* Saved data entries
::::::

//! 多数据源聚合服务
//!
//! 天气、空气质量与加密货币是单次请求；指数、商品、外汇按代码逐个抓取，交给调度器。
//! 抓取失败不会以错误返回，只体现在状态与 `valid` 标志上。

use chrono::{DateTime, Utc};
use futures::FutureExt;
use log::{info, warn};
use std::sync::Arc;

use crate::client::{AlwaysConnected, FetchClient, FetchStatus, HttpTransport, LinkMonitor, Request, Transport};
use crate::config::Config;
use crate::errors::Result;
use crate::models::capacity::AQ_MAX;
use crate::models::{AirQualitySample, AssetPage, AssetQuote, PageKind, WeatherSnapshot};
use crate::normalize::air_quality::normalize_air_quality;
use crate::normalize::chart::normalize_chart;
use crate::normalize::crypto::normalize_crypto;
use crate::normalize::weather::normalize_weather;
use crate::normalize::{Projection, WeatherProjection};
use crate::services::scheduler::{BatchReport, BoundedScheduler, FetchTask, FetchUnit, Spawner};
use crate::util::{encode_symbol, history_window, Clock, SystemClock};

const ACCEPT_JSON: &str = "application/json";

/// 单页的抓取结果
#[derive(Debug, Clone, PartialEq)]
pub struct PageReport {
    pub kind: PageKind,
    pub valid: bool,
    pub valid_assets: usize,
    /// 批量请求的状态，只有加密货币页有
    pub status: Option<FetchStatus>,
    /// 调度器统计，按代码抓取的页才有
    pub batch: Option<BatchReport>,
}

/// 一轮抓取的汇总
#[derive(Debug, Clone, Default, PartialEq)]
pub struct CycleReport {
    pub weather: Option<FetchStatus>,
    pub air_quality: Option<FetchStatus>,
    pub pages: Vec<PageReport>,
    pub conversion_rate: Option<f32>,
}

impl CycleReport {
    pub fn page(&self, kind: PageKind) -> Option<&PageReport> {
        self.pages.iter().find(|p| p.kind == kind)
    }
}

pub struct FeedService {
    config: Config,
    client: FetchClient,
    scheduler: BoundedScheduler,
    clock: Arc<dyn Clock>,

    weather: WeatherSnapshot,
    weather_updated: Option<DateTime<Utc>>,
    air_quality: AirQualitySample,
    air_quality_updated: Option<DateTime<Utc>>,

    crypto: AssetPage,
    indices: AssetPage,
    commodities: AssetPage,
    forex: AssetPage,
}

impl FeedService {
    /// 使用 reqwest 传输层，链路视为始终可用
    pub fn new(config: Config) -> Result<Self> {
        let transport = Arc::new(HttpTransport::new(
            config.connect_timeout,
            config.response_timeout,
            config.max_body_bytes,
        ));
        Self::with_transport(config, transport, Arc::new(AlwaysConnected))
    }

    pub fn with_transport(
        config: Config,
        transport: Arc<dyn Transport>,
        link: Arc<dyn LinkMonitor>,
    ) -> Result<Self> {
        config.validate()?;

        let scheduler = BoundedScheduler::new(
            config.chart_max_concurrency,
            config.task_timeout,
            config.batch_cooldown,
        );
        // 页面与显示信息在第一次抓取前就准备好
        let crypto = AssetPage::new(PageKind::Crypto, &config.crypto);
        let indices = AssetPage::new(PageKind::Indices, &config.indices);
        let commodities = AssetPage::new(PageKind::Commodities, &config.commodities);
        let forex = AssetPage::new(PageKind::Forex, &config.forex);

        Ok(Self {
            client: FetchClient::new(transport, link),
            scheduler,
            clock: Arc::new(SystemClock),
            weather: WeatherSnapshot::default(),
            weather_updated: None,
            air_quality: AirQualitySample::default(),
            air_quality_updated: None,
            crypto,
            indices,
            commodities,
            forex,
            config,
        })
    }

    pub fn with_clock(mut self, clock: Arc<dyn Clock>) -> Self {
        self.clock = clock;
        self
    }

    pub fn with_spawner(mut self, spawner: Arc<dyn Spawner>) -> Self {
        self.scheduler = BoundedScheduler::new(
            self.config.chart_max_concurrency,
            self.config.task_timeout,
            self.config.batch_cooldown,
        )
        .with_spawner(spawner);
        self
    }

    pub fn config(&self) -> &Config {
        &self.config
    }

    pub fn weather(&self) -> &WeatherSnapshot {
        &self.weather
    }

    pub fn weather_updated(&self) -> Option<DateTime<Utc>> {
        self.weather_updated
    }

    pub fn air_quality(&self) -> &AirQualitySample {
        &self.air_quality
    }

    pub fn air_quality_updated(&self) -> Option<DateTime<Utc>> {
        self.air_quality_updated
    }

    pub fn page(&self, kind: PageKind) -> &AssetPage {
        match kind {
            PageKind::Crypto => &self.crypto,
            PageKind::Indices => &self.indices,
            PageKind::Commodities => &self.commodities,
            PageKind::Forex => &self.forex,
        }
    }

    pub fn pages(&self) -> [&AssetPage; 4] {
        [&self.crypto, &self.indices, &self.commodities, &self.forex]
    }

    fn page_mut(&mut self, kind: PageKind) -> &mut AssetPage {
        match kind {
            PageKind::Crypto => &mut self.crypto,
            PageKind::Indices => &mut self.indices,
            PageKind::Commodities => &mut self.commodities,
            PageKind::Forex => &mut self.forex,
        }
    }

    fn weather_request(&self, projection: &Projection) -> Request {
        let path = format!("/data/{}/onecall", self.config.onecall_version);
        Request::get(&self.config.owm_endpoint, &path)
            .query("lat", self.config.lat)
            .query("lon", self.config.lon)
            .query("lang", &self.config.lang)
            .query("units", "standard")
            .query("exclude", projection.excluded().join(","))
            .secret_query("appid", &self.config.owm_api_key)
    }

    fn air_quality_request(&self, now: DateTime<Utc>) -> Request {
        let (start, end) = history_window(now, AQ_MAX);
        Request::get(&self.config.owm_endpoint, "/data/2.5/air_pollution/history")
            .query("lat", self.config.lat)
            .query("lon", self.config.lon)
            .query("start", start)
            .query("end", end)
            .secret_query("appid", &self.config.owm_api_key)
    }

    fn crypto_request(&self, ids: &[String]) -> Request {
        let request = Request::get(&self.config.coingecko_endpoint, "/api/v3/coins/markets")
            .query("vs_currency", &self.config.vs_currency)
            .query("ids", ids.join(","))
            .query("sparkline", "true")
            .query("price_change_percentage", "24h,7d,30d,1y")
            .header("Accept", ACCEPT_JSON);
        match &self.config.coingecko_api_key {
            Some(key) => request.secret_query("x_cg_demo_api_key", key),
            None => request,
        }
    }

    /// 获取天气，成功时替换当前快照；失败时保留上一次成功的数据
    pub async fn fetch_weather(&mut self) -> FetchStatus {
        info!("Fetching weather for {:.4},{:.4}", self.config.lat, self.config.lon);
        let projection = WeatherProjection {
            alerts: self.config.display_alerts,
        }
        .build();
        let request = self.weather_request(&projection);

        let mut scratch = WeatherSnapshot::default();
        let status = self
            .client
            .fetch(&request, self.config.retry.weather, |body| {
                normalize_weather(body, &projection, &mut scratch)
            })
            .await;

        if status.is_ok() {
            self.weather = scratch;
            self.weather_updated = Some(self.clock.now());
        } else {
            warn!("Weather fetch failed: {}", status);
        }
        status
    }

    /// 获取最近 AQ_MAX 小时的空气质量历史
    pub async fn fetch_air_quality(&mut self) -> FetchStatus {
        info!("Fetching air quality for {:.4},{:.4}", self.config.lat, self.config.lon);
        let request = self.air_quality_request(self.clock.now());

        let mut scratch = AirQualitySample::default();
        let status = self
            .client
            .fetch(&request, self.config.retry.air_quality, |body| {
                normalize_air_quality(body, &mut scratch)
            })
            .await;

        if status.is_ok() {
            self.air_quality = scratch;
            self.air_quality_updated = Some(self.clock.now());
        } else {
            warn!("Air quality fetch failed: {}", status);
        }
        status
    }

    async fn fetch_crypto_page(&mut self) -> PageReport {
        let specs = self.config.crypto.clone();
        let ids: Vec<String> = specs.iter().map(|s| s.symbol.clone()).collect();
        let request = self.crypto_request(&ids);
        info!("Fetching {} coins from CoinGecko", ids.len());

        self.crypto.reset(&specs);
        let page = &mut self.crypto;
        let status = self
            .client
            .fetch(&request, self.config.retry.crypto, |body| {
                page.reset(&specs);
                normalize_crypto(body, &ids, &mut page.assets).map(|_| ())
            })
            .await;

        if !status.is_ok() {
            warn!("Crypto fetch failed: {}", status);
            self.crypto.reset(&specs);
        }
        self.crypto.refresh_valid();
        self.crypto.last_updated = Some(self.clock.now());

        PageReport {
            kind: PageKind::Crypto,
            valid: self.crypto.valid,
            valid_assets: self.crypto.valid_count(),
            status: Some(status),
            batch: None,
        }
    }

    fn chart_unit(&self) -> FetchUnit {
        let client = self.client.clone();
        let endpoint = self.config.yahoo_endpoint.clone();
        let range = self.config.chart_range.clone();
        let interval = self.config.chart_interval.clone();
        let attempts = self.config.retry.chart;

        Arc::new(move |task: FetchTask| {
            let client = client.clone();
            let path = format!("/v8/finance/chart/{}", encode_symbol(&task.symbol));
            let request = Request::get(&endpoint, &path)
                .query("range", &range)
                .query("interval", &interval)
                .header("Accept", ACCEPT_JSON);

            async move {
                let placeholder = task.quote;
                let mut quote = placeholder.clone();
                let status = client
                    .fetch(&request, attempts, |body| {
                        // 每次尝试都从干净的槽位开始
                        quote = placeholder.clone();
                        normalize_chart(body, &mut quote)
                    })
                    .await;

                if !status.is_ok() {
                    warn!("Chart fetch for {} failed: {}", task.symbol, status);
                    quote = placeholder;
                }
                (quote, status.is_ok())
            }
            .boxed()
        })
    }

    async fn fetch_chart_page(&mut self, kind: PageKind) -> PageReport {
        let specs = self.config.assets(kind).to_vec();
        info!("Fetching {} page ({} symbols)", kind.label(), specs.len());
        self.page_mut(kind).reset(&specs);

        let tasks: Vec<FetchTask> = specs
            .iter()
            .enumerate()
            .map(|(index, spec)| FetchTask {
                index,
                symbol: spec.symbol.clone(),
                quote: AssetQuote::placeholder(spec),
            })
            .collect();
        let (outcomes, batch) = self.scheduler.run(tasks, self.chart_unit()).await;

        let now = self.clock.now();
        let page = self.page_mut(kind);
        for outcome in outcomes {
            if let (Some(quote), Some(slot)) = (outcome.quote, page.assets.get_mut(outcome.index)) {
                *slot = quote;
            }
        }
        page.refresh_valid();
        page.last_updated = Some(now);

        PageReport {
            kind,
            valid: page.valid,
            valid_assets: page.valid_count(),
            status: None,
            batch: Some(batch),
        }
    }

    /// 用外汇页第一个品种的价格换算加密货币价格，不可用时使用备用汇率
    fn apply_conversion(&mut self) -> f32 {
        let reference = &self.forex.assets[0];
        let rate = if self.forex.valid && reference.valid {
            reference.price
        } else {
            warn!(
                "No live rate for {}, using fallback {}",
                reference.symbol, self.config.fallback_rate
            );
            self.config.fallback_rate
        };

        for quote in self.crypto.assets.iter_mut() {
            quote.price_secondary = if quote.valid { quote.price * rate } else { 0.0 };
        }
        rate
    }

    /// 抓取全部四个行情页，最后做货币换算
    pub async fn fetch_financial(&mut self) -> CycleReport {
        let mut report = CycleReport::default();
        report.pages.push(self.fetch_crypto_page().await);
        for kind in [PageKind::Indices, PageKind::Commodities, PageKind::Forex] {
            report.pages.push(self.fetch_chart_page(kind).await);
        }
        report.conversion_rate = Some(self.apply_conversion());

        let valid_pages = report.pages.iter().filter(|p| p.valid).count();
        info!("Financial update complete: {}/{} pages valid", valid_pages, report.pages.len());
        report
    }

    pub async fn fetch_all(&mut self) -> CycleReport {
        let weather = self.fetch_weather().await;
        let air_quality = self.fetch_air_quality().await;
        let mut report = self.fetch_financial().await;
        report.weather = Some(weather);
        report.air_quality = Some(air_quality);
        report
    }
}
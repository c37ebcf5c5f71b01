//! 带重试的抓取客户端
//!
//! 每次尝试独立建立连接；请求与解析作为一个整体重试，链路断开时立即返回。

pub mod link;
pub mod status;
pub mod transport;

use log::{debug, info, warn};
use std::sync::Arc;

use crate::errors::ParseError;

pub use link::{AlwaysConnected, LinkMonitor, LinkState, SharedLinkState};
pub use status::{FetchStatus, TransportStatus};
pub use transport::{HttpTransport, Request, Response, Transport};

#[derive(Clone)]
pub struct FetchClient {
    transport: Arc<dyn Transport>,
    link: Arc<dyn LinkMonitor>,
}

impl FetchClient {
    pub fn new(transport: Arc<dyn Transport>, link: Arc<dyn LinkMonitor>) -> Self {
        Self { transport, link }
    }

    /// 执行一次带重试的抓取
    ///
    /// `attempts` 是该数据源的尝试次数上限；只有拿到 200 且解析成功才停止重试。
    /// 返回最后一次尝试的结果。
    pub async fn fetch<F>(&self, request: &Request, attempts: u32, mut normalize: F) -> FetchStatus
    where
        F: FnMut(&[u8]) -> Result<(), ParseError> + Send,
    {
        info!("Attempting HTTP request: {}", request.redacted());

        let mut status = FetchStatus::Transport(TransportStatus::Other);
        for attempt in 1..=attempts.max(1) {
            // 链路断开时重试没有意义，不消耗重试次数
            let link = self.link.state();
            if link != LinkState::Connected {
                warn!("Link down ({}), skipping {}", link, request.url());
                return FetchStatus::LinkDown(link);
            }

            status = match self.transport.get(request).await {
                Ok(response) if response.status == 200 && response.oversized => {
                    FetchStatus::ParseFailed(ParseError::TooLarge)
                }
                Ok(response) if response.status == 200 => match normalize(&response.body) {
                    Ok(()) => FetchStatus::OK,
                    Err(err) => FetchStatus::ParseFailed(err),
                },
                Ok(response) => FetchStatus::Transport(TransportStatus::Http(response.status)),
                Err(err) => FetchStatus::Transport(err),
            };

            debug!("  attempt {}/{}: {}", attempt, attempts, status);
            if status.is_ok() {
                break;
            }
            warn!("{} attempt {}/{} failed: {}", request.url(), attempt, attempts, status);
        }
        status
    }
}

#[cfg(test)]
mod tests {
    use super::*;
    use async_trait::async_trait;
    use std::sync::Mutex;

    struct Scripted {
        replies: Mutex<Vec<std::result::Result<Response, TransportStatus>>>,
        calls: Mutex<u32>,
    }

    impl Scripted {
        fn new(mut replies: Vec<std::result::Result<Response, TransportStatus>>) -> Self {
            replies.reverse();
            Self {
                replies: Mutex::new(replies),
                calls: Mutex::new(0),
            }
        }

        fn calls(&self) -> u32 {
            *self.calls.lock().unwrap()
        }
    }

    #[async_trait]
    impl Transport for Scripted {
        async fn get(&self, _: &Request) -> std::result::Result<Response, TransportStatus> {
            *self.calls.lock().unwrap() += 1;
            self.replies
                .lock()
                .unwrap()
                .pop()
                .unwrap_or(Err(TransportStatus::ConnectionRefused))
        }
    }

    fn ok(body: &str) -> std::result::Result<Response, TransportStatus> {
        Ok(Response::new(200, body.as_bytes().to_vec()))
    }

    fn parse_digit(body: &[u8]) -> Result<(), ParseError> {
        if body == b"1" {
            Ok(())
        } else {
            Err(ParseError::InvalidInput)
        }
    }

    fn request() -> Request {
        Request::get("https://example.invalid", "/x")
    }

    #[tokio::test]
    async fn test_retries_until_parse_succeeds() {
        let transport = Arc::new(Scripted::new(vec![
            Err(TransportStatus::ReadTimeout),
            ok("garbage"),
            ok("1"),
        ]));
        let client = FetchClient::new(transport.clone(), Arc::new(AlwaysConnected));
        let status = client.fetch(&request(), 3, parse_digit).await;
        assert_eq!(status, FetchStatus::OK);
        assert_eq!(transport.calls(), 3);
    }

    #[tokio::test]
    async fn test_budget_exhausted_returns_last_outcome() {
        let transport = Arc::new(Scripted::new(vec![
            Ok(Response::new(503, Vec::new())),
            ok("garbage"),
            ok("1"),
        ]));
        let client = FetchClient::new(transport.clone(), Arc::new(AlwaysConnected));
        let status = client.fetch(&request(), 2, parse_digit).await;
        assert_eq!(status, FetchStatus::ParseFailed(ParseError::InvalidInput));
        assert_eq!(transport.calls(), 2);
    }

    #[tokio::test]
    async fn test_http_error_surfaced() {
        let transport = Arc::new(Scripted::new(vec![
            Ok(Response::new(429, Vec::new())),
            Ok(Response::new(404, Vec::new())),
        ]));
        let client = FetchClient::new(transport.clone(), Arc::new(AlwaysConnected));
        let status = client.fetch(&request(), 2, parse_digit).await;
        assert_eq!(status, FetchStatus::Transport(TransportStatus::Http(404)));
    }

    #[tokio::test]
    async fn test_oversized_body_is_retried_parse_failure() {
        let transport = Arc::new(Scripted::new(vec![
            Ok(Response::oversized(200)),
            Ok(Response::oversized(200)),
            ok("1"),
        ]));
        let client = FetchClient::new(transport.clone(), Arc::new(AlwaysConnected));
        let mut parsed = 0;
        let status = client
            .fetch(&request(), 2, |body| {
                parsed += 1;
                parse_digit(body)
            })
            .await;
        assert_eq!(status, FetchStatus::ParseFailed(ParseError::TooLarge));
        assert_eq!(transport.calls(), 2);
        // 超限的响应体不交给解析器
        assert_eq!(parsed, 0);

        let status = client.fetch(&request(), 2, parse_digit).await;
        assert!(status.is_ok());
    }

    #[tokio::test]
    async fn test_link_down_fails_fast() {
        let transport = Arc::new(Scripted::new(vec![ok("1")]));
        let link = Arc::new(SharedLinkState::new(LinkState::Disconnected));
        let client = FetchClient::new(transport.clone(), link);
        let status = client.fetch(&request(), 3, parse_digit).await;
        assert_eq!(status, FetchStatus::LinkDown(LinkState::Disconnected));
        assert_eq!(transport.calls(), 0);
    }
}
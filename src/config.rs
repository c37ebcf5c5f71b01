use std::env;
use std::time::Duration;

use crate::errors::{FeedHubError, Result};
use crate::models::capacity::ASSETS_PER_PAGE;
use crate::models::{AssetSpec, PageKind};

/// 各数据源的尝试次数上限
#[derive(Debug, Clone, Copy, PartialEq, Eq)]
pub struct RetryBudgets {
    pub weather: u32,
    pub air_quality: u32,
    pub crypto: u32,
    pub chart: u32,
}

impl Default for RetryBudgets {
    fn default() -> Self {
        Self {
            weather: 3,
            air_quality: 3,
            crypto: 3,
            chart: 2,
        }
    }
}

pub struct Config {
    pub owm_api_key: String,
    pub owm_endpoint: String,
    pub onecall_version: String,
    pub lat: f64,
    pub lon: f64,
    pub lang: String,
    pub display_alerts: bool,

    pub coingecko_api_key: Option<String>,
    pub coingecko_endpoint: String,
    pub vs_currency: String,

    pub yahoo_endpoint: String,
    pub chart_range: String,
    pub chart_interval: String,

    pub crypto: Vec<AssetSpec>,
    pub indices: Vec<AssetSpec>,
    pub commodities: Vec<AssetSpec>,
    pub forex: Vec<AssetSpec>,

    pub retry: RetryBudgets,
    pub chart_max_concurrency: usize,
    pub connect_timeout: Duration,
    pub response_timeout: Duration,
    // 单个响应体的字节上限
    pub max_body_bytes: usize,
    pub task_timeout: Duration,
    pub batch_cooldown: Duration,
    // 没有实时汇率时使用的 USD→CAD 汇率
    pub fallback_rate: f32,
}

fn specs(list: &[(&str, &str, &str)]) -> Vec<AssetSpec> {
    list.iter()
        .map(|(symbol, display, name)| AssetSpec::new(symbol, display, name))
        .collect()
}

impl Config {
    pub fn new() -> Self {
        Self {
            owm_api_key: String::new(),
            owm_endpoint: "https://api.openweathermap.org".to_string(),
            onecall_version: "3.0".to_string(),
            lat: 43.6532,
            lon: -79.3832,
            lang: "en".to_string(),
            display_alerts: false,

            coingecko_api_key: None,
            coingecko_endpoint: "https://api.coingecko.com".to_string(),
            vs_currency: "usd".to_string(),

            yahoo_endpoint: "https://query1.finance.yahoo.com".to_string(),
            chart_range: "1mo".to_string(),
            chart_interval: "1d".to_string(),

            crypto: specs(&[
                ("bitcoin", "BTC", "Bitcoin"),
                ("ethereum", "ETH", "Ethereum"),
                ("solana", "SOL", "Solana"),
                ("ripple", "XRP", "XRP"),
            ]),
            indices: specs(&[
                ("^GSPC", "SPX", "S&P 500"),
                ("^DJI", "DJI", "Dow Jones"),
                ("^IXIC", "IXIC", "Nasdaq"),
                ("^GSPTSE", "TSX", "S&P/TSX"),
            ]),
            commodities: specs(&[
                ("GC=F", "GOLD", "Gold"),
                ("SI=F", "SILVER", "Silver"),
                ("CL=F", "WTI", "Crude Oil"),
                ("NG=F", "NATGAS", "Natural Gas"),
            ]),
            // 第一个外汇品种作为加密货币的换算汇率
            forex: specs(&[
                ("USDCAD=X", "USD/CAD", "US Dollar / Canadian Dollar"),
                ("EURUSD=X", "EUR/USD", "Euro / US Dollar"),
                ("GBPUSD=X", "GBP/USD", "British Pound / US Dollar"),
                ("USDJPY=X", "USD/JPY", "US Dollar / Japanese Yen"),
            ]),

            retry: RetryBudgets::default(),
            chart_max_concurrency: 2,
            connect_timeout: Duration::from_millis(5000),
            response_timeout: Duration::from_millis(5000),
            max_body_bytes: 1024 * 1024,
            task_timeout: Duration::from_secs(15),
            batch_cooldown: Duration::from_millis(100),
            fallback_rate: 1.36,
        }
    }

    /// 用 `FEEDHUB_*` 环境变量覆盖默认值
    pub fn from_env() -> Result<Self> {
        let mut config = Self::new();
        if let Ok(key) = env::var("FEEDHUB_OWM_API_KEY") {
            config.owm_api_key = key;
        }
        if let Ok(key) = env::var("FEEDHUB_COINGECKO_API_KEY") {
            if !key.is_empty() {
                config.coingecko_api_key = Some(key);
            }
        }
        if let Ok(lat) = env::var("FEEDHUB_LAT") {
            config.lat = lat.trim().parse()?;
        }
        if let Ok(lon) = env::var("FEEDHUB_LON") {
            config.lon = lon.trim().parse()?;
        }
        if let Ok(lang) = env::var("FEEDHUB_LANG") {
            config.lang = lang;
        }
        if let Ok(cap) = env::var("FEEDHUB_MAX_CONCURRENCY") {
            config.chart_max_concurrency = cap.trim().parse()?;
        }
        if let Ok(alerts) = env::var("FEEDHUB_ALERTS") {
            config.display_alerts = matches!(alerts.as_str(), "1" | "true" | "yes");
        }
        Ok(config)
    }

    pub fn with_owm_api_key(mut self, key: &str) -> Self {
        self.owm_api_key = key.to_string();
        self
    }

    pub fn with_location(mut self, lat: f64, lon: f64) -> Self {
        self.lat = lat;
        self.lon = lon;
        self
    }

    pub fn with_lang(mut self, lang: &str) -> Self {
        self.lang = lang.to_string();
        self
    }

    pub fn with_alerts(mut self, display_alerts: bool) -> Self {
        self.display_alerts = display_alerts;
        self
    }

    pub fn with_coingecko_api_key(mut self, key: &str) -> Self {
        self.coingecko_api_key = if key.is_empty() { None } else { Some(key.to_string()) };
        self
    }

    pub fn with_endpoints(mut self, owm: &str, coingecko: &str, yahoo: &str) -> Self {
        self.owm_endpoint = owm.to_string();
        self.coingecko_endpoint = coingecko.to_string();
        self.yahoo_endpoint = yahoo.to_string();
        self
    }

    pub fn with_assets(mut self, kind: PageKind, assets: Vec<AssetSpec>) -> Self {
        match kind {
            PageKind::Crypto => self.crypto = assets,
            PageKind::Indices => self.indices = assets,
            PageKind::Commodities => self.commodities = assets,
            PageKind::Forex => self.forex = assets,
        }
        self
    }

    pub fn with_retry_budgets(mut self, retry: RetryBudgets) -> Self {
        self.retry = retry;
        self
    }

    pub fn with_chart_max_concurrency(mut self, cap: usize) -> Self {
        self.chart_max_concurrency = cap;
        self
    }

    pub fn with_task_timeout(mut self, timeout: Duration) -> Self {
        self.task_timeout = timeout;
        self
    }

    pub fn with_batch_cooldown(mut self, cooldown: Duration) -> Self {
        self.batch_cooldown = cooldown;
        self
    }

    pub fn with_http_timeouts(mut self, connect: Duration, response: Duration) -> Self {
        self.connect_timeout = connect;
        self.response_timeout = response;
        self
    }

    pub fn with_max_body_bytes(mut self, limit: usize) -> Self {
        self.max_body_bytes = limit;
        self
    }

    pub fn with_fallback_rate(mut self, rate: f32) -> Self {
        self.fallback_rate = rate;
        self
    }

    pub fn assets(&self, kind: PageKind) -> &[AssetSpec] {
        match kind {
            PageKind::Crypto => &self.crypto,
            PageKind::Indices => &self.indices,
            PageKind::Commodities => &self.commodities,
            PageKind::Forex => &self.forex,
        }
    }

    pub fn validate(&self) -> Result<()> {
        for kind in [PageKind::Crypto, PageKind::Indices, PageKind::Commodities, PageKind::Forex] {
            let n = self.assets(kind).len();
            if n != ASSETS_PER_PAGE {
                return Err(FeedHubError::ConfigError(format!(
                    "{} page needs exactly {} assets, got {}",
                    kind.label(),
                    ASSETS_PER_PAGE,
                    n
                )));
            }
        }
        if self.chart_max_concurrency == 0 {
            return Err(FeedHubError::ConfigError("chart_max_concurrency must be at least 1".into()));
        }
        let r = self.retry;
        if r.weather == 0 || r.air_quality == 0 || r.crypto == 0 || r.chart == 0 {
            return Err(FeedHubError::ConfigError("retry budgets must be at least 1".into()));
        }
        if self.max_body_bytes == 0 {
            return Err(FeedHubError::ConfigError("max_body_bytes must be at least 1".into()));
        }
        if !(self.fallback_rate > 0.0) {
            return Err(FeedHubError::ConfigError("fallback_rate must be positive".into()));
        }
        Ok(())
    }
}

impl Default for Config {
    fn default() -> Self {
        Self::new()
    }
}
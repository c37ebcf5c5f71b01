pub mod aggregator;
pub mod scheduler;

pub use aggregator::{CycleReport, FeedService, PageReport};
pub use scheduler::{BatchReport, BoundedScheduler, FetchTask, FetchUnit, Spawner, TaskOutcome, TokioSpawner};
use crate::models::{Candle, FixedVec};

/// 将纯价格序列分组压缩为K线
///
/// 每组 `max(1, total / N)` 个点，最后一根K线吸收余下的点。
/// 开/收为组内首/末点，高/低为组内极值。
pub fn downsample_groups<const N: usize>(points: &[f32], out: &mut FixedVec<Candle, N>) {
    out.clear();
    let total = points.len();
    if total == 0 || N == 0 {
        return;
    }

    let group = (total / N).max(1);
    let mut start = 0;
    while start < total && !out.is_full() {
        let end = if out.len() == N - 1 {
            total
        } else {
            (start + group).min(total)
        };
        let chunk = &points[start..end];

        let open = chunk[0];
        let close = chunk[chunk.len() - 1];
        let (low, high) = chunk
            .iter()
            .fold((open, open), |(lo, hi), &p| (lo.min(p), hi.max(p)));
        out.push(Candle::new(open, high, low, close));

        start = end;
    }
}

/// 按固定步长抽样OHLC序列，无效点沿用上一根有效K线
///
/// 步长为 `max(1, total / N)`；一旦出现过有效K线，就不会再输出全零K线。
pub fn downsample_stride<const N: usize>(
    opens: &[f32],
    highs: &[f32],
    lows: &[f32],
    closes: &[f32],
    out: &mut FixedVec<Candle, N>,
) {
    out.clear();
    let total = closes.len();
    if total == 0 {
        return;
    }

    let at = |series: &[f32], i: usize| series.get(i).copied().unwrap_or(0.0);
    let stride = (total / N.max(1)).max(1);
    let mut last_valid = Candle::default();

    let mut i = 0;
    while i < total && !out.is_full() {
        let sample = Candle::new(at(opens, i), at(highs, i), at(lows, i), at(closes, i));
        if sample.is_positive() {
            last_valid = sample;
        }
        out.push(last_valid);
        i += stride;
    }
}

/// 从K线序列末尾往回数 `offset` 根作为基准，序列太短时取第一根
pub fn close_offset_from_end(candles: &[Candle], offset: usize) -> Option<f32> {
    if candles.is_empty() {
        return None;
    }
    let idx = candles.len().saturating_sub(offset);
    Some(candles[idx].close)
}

::::::

* YOUR GOAL
Say how many lines above hold "reference", and nothing else.

* OUTPUT FOR THIS TASK
4